You can also use --all to generate mocks for every interface in a directory. This is useful in CI pipelines. Run mockery --all before tests to ensure mocks are up to date. If an interface changes, the build fails if the mock is not regenerated. This prevents silent mismatches between interfaces and mocks.

Pitfalls and silent failures

Mocks introduce new failure modes. The most common pitfall is forgetting to call AssertExpectations. If the test does not call the mock method, the test still passes. The mock silently ignores missing calls unless you assert them. Always call AssertExpectations(t) at the end of the test. This ensures the mock was used as expected.

Another pitfall is mocking concrete types. If you try to mock a struct, mockery fails. The compiler rejects the mock with cannot use mockStruct (type *MockStruct) as Struct value in argument. This error means your code depends on a concrete type. Refactor to use an interface.

Over-mocking is a design smell. If you need to mock many dependencies, the unit might be doing too much work. Split the unit into smaller components. Each component should have one responsibility and few dependencies. Mocks are cheap, but they add complexity. Use them only when the dependency is external or expensive.

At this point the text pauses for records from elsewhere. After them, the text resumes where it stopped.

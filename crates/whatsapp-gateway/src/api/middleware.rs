//! Rate limiting and request logging middleware.

use crate::error::ApiError;
use axum::{
    extract::{Request, State},
    middleware::Next,
    response::Response,
};
use governor::{
    clock::DefaultClock,
    state::{InMemoryState, NotKeyed},
    Quota, RateLimiter,
};
use std::{num::NonZeroU32, sync::Arc};
use tracing::{debug, warn};

/// Global rate limiter (not keyed by caller).
pub type GlobalLimiter = RateLimiter<NotKeyed, InMemoryState, DefaultClock>;

/// Rate limiter state shared across requests.
#[derive(Clone)]
pub struct RateLimitState {
    /// Global limiter for send requests; `None` when limiting is off
    pub global: Option<Arc<GlobalLimiter>>,
}

impl RateLimitState {
    /// Allow `requests_per_minute` sends across all callers. Zero turns
    /// limiting off.
    pub fn new(requests_per_minute: u32) -> Self {
        let global = NonZeroU32::new(requests_per_minute)
            .map(|rpm| Arc::new(RateLimiter::direct(Quota::per_minute(rpm))));

        Self { global }
    }

    /// No limiting.
    pub fn disabled() -> Self {
        Self { global: None }
    }

    fn check(&self) -> bool {
        self.global
            .as_ref()
            .map_or(true, |limiter| limiter.check().is_ok())
    }
}

/// Rate limiting middleware.
///
/// Returns 429 Too Many Requests once the global quota is spent.
pub async fn rate_limit_middleware(
    State(rate_limit): State<RateLimitState>,
    request: Request,
    next: Next,
) -> Result<Response, ApiError> {
    if !rate_limit.check() {
        warn!("Global rate limit exceeded");
        return Err(ApiError::RateLimitExceeded);
    }

    Ok(next.run(request).await)
}

/// Logging middleware for requests.
pub async fn logging_middleware(request: Request, next: Next) -> Response {
    let method = request.method().clone();
    let uri = request.uri().clone();
    let start = std::time::Instant::now();

    debug!(%method, %uri, "Request started");

    let response = next.run(request).await;

    let duration = start.elapsed();
    let status = response.status();

    if status.is_success() {
        debug!(%method, %uri, %status, ?duration, "Request completed");
    } else {
        warn!(%method, %uri, %status, ?duration, "Request failed");
    }

    response
}

#[cfg(test)]
mod tests {
    use super::*;

    #[test]
    fn test_rate_limit_exhaustion() {
        let state = RateLimitState::new(1);

        assert!(state.check());
        // Second request in the same minute is refused
        assert!(!state.check());
    }

    #[test]
    fn test_zero_disables_limiting() {
        let state = RateLimitState::new(0);
        assert!(state.global.is_none());
        for _ in 0..100 {
            assert!(state.check());
        }
    }

    #[test]
    fn test_disabled() {
        let state = RateLimitState::disabled();
        for _ in 0..100 {
            assert!(state.check());
        }
    }
}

Runtime panics occur when the mock receives unexpected arguments. If the test calls Greet("Bob") but the expectation is set for Greet("Alice"), the mock panics. This is intentional. It highlights a mismatch between the test setup and the code behavior. Fix the expectation or the code.

Convention aside: Error handling in tests should be explicit. Use t.Fatalf for fatal errors. Use t.Errorf for non-fatal errors. Do not ignore errors in tests. If a mock returns an error, handle it. Discarding errors with _ hides failures. Write result, err := mock.Method(); if err != nil { t.Fatal(err) }.

When to generate and when to write by hand

Choose the right tool for the situation. Generated mocks save time but add a dependency on the generator. Hand-written mocks give full control but require maintenance. Fakes provide realistic behavior without the overhead of expectation tracking.

Use mockery when you have a stable interface and need a quick mock for testing. Use a hand-written mock when the interface is tiny and the generated code adds more complexity than value. Use a fake implementation when you need to verify side effects or state changes rather than just call counts. Use the real dependency in integration tests when you want to verify the full stack, including the database or network call.

Generate mocks for interfaces, not structs. If you are mocking a struct, your design needs work. Keep interfaces small and focused. Large interfaces lead to large mocks and brittle tests. Split big interfaces into smaller ones. Each interface should represent a single capability.